Aunque haya cambiado la técnica y revolucionado la tecnología, la naturaleza humana sigue siendo la misma. Poco habrán variado nuestros hábitos, nuestras íntimas convicciones, nuestros más holgados y enfebrecidos anhelos, nuestras insaciables ambiciones.

Desde Platón y Aristóteles (seguidos por los estoicos) hasta el presente, los rasgos morales atribuidos al carácter permanecen organizados en torno a dos grupos opuestos: las virtudes y los vicios (Pigliuicci, 2023). Las virtudes cardinales invocan la prudencia, la fortaleza, la justicia y la templanza; su contracara: la imprudencia, la cobardía, la injusticia y la inmoderación.

Una comparación intercultural realizada por Dahlsgaard y colaboradores (2005), reveló algo sorprendente: en la mayoría, si no en todas, las culturas alfabetizadas, el concepto de “virtud” persiste con notable coherencia para el confucionismo, el taoísmo, el budismo, el hinduismo, la filosofía griega, el cristianismo, el judaísmo y el islam. La tradición oriental ha preservado seis virtudes troncales: el coraje, la justicia, la humanidad, la templanza, la sabiduría y la trascendencia. Esa compenetración, evidencia de una coherencia fundamentada, trasciende fronteras culturales y disparidades históricas.
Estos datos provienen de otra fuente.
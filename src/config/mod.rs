//! Configuration management for casepoll
//!
//! This module holds the typed configuration sections and their validation.
//! Loading and layering (embedded defaults, user and working-directory files,
//! environment, CLI overrides) lives in [`core`].

use anyhow::Result;
use serde::{Deserialize, Serialize};
use std::path::PathBuf;
use std::time::Duration;

use crate::parallel::partition::RemainderPolicy;
use crate::parallel::rate_limit::RateLimitPolicy;
use crate::report::ReportFormat;

pub mod core;

/// Slowest token bucket refill accepted (one request every ~17 minutes)
pub const MIN_REFILL_PER_SEC: f64 = 1e-3;

/// Main configuration structure for casepoll
#[derive(Debug, Clone, Serialize, Deserialize, Default)]
#[serde(default)]
pub struct CasepollConfig {
    /// Status endpoint and HTTP client settings
    pub endpoint: EndpointConfig,

    /// Batching and worker sizing
    pub parallel: ParallelConfig,

    /// Request pacing shared by all workers
    pub rate_limit: RateLimitConfig,

    /// Report output settings
    pub report: ReportConfig,
}

/// Status endpoint configuration
#[derive(Debug, Clone, Serialize, Deserialize)]
#[serde(default)]
pub struct EndpointConfig {
    /// URL the receipt number is POSTed to
    pub url: String,

    /// Extra PEM trust bundle
    #[serde(skip_serializing_if = "Option::is_none")]
    pub ca_bundle: Option<PathBuf>,

    /// Request timeout in seconds (0 = none)
    pub timeout_secs: u64,

    /// User-Agent header value
    pub user_agent: String,
}

/// Batching and worker configuration
#[derive(Debug, Clone, Serialize, Deserialize)]
#[serde(default)]
pub struct ParallelConfig {
    /// Smallest window that is split into parallel batches
    pub min_items_for_parallel: usize,

    /// Maximum number of workers per batch size (0 = no cap)
    pub max_threads: usize,

    /// Percentage of CPU cores used to size batches (1-100)
    pub thread_percentage: u8,

    /// What to do with the tail that does not fill a whole batch
    pub remainder: RemainderPolicy,

    /// Verbose progress line frequency (every N queries)
    pub progress_every: usize,
}

/// Rate limiting configuration
#[derive(Debug, Clone, Serialize, Deserialize)]
#[serde(default)]
pub struct RateLimitConfig {
    /// Pacing policy
    pub policy: RateLimitPolicy,

    /// Minimum spacing between two requests for the `fixed` policy
    pub min_interval_ms: u64,

    /// Bucket size for the `token_bucket` policy
    pub capacity: u32,

    /// Tokens added per second for the `token_bucket` policy
    pub refill_per_sec: f64,
}

/// Report configuration
#[derive(Debug, Clone, Serialize, Deserialize)]
#[serde(default)]
pub struct ReportConfig {
    /// Serialization format of the report file
    pub format: ReportFormat,

    /// Directory the dated report is written to
    pub output_dir: PathBuf,

    /// File name prefix, the date and extension are appended
    pub file_prefix: String,

    /// Sort records by case identifier instead of arrival order
    pub sort_by_case: bool,
}

impl Default for EndpointConfig {
    fn default() -> Self {
        Self {
            url: "https://egov.uscis.gov/casestatus/mycasestatus.do".to_string(),
            ca_bundle: None,
            timeout_secs: 0,
            user_agent: "casepoll".to_string(),
        }
    }
}

impl Default for ParallelConfig {
    fn default() -> Self {
        Self {
            min_items_for_parallel: 21,
            max_threads: 0,
            thread_percentage: 100,
            remainder: RemainderPolicy::Keep,
            progress_every: 5,
        }
    }
}

impl Default for RateLimitConfig {
    fn default() -> Self {
        Self {
            policy: RateLimitPolicy::TokenBucket,
            min_interval_ms: 0,
            capacity: 20,
            refill_per_sec: 20.0,
        }
    }
}

impl Default for ReportConfig {
    fn default() -> Self {
        Self {
            format: ReportFormat::Yaml,
            output_dir: PathBuf::from("."),
            file_prefix: "data".to_string(),
            sort_by_case: false,
        }
    }
}

impl EndpointConfig {
    /// Request timeout, `None` when disabled
    pub fn timeout(&self) -> Option<Duration> {
        (self.timeout_secs > 0).then(|| Duration::from_secs(self.timeout_secs))
    }
}

impl CasepollConfig {
    /// Validate configuration
    pub fn validate(&self) -> Result<()> {
        if self.endpoint.url.trim().is_empty() {
            anyhow::bail!("endpoint.url cannot be empty");
        }

        if self.parallel.thread_percentage == 0 || self.parallel.thread_percentage > 100 {
            anyhow::bail!(
                "parallel.thread_percentage must be between 1 and 100, got {}",
                self.parallel.thread_percentage
            );
        }

        if self.parallel.min_items_for_parallel == 0 {
            anyhow::bail!("parallel.min_items_for_parallel cannot be 0");
        }

        match self.rate_limit.policy {
            RateLimitPolicy::None => {}
            RateLimitPolicy::Fixed => {
                if self.rate_limit.min_interval_ms == 0 {
                    anyhow::bail!("rate_limit.min_interval_ms must be > 0 for the fixed policy");
                }
            }
            RateLimitPolicy::TokenBucket => {
                if self.rate_limit.capacity == 0 {
                    anyhow::bail!("rate_limit.capacity cannot be 0");
                }
                if !(self.rate_limit.refill_per_sec >= MIN_REFILL_PER_SEC) {
                    anyhow::bail!(
                        "rate_limit.refill_per_sec must be at least {}, got {}",
                        MIN_REFILL_PER_SEC,
                        self.rate_limit.refill_per_sec
                    );
                }
            }
        }

        if self.report.file_prefix.trim().is_empty() {
            anyhow::bail!("report.file_prefix cannot be empty");
        }

        Ok(())
    }
}

#[cfg(test)]
mod tests;
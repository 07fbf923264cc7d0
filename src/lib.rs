//! # casepoll
//!
//! Polls a case status endpoint for every receipt number in a window around a
//! given case, fans the window out over parallel batches, and writes the
//! merged results to a dated report.
//!
//! ## Quick Start
//!
//! ```bash
//! # 20 cases either side of IOE0912345678, I-130 only
//! casepoll -b 20 -c IOE0912345678 -t I-130
//!
//! # Show the plan without sending requests
//! casepoll -b 20 -c IOE0912345678 --dry-run
//! ```

pub mod case;
pub mod cli;
pub mod client;
pub mod config;
pub mod dispatch;
pub mod parallel;
pub mod report;

pub use cli::{Cli, Output};
pub use config::CasepollConfig;

/// Result type alias for casepoll operations
pub type Result<T> = anyhow::Result<T>;

/// Version information
pub const VERSION: &str = env!("CARGO_PKG_VERSION");
pub const PKG_NAME: &str = env!("CARGO_PKG_NAME");
pub const PKG_DESCRIPTION: &str = env!("CARGO_PKG_DESCRIPTION");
Que personas de diferentes latitudes, más allá del entorno cultural, concibieran la existencia del carácter y la esencia moral, con atributos y valores semejantes, resulta un hecho casi mítico, trascendental.

¿Cómo fue constituido ese patrón axiológico común, en una gama tan dispersa, separada por enormes accidentes geográficos, insalvables distancias religiosas, históricas y culturales?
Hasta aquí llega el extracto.